The use of NFTs today has gone far from just being ordinary art on the blockchain to having extensive use cases; some examples involve tickets in events, accesses into the metaverse, and tradeable collectibles in games, and they can be used for IRL properties such as houses, cars, and valuables.

Evolution of NFTs

The year 2021 was tagged “The Year of NFTs”, Beeple’s historical sale, Facebook’s rebrand into Meta, increase in NFT as a keyword search, gaming assets, e.t.c, all led to the boom of NFTs ATH of 1785%.

While 2021 was a year for NFTs, it had been in existence before the Ethereum blockchain. 
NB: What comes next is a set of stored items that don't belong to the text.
//! Operator commands and their one-line syntax.

use presc_core::period::Period;
use thiserror::Error;

/// A parsed shell command.
#[derive(Debug, Clone, PartialEq, Eq)]
pub enum Command {
  /// Provision the schema and import postcodes.
  Create,
  /// Ingest an address extract.
  AddPractice(String),
  /// Ingest a prescription extract.
  AddPresc(String),
  /// Print the coordinates of a postcode.
  Coords(String),
  /// Print a practice's details; the most recent period if none is given.
  Practice { practice_ref: String, period: Option<Period> },
  Help(Option<String>),
  Quit,
  /// A blank line.
  Nothing,
}

#[derive(Debug, Error, PartialEq, Eq)]
pub enum ParseError {
  #[error("Syntax: {0}")]
  Usage(&'static str),
  #[error("Unknown command {0:?}, type help for assistance")]
  Unknown(String),
}

/// `(name, syntax, description)` for every command, in help order.
pub const COMMANDS: &[(&str, &str, &str)] = &[
  ("create", "create", "Creates the database and imports postcodes"),
  ("addpractice", "addpractice ___.csv", "Adds a practices csv file into the database"),
  ("addpresc", "addpresc ___.csv", "Adds a prescriptions csv file into the database"),
  ("coords", "coords <postcode>", "Shows the coordinates of a postcode"),
  (
    "practice",
    "practice <ref> [YYYYMM]",
    "Shows a practice at a period, or its most recent period",
  ),
  ("help", "help [command]", "Lists commands or shows the syntax of one"),
  ("quit", "quit", "Terminates the application (also q)"),
];

/// Syntax line of the named command.
pub fn syntax(name: &str) -> Option<&'static str> {
  COMMANDS
    .iter()
    .find(|(n, ..)| *n == name)
    .map(|(_, syntax, _)| *syntax)
}

fn usage(name: &str) -> ParseError {
  ParseError::Usage(syntax(name).unwrap_or("help"))
}

impl Command {
  pub fn parse(line: &str) -> Result<Self, ParseError> {
    let line = line.trim();
    let (name, rest) = line
      .split_once(char::is_whitespace)
      .map(|(n, r)| (n, r.trim()))
      .unwrap_or((line, ""));

    match name {
      "" => Ok(Self::Nothing),
      "create" => Ok(Self::Create),
      "addpractice" if !rest.is_empty() => Ok(Self::AddPractice(rest.to_owned())),
      "addpresc" if !rest.is_empty() => Ok(Self::AddPresc(rest.to_owned())),
      "coords" if !rest.is_empty() => Ok(Self::Coords(rest.to_owned())),
      "practice" => {
        let mut args = rest.split_whitespace();
        let practice_ref = args.next().ok_or_else(|| usage(name))?;
        let period = args
          .next()
          .map(Period::parse)
          .transpose()
          .map_err(|_| usage(name))?;
        if args.next().is_some() {
          return Err(usage(name));
        }
        Ok(Self::Practice { practice_ref: practice_ref.to_owned(), period })
      }
      "help" => Ok(Self::Help((!rest.is_empty()).then(|| rest.to_owned()))),
      "quit" | "q" => Ok(Self::Quit),
      "addpractice" | "addpresc" | "coords" => Err(usage(name)),
      other => Err(ParseError::Unknown(other.to_owned())),
    }
  }
}

#[cfg(test)]
mod tests {
  use super::*;

  #[test]
  fn parses_core_commands() {
    assert_eq!(Command::parse("create"), Ok(Command::Create));
    assert_eq!(
      Command::parse("  addpractice T201012ADDR+BNFT.csv "),
      Ok(Command::AddPractice("T201012ADDR+BNFT.csv".into()))
    );
    assert_eq!(
      Command::parse("addpresc T201012PDPI+BNFT.csv"),
      Ok(Command::AddPresc("T201012PDPI+BNFT.csv".into()))
    );
    assert_eq!(Command::parse("quit"), Ok(Command::Quit));
    assert_eq!(Command::parse("q"), Ok(Command::Quit));
    assert_eq!(Command::parse("   "), Ok(Command::Nothing));
  }

  #[test]
  fn file_commands_need_an_argument() {
    assert_eq!(
      Command::parse("addpractice"),
      Err(ParseError::Usage("addpractice ___.csv"))
    );
    assert_eq!(Command::parse("addpresc "), Err(ParseError::Usage("addpresc ___.csv")));
  }

  #[test]
  fn coords_keeps_inner_space() {
    assert_eq!(
      Command::parse("coords ts18 1hu"),
      Ok(Command::Coords("ts18 1hu".into()))
    );
  }

  #[test]
  fn practice_period_is_validated() {
    assert_eq!(
      Command::parse("practice A81001"),
      Ok(Command::Practice { practice_ref: "A81001".into(), period: None })
    );
    assert_eq!(
      Command::parse("practice A81001 201012"),
      Ok(Command::Practice {
        practice_ref: "A81001".into(),
        period:       Some(Period::parse("201012").unwrap()),
      })
    );
    assert!(matches!(
      Command::parse("practice A81001 2010-12"),
      Err(ParseError::Usage(_))
    ));
    assert!(matches!(Command::parse("practice"), Err(ParseError::Usage(_))));
  }

  #[test]
  fn unknown_command() {
    assert_eq!(
      Command::parse("drop everything"),
      Err(ParseError::Unknown("drop".into()))
    );
  }

  #[test]
  fn every_command_has_syntax() {
    for name in ["create", "addpractice", "addpresc", "coords", "practice", "help", "quit"] {
      assert!(syntax(name).is_some(), "{name}");
    }
    assert_eq!(syntax("q"), None);
  }
}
The idea of Non-fungible tokens was ignited in a paper by Meni Rosenfeld, president of the Israeli Bitcoin foundation in 2012, and was later co-authored by Yoni Assia, Vitalik Buterin, Lior Hakim, and Rotem Lev in 2013. The colored coins concept was to make cryptocurrencies perform special duties such as issuing shares by a company, giving access to events, casting a vote, e.t.c.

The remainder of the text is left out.